Exploiting Negative Preference in Content-based Music Recommendation
with Contrastive Learning
- URL: http://arxiv.org/abs/2207.13909v1
- Date: Thu, 28 Jul 2022 07:02:48 GMT
- Title: Exploiting Negative Preference in Content-based Music Recommendation
with Contrastive Learning
- Authors: Minju Park, Kyogu Lee
- Abstract summary: We analyze the role of negative preference in users' music tastes by comparing music recommendation models with contrastive learning exploiting preference (CLEP)
Our experimental results show that CLEP-N outperforms the other two in accuracy and false positive rate.

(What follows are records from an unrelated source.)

//! Command implementations.

pub mod cart;
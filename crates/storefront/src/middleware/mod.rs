//! HTTP middleware stack for storefront.
//!
//! # Middleware Order (bottom to top in Router)
//!
//! 1. Sentry layer (capture errors)
//! 2. `TraceLayer` (request tracing, opens the span the request ID lands in)
//! 3. Request ID (add unique ID to each request)

pub mod request_id;

pub use request_id::{REQUEST_ID_HEADER, request_id_middleware};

- Score: 16.728976424372362
- License: http://arxiv.org/licenses/nonexclusive-distrib/1.0/
- Abstract: Advanced music recommendation systems are being introduced along with the
development of machine learning. However, it is essential to design a music
recommendation system that can increase user satisfaction by understanding
users' music tastes, not by the complexity of models. Although several studies
related to music recommendation systems exploiting negative preferences have
shown performance improvements, there was a lack of explanation on how they led
to better recommendations. In this work, we analyze the role of negative
preference in users' music tastes by comparing music recommendation models with
contrastive learning exploiting preference (CLEP) but with three different
training strategies - exploiting preferences of both positive and negative
(CLEP-PN), positive only (CLEP-P), and negative only (CLEP-N). We evaluate the
effectiveness of the negative preference by validating each system with a small
amount of personalized data obtained via survey and further illuminate the
possibility of exploiting negative preference in music recommendations. Our
experimental results show that CLEP-N outperforms the other two in accuracy and
false positive rate. Furthermore, the proposed training strategies produced a
consistent tendency regardless of different types of front-end musical feature
extractors, proving the stability of the proposed method.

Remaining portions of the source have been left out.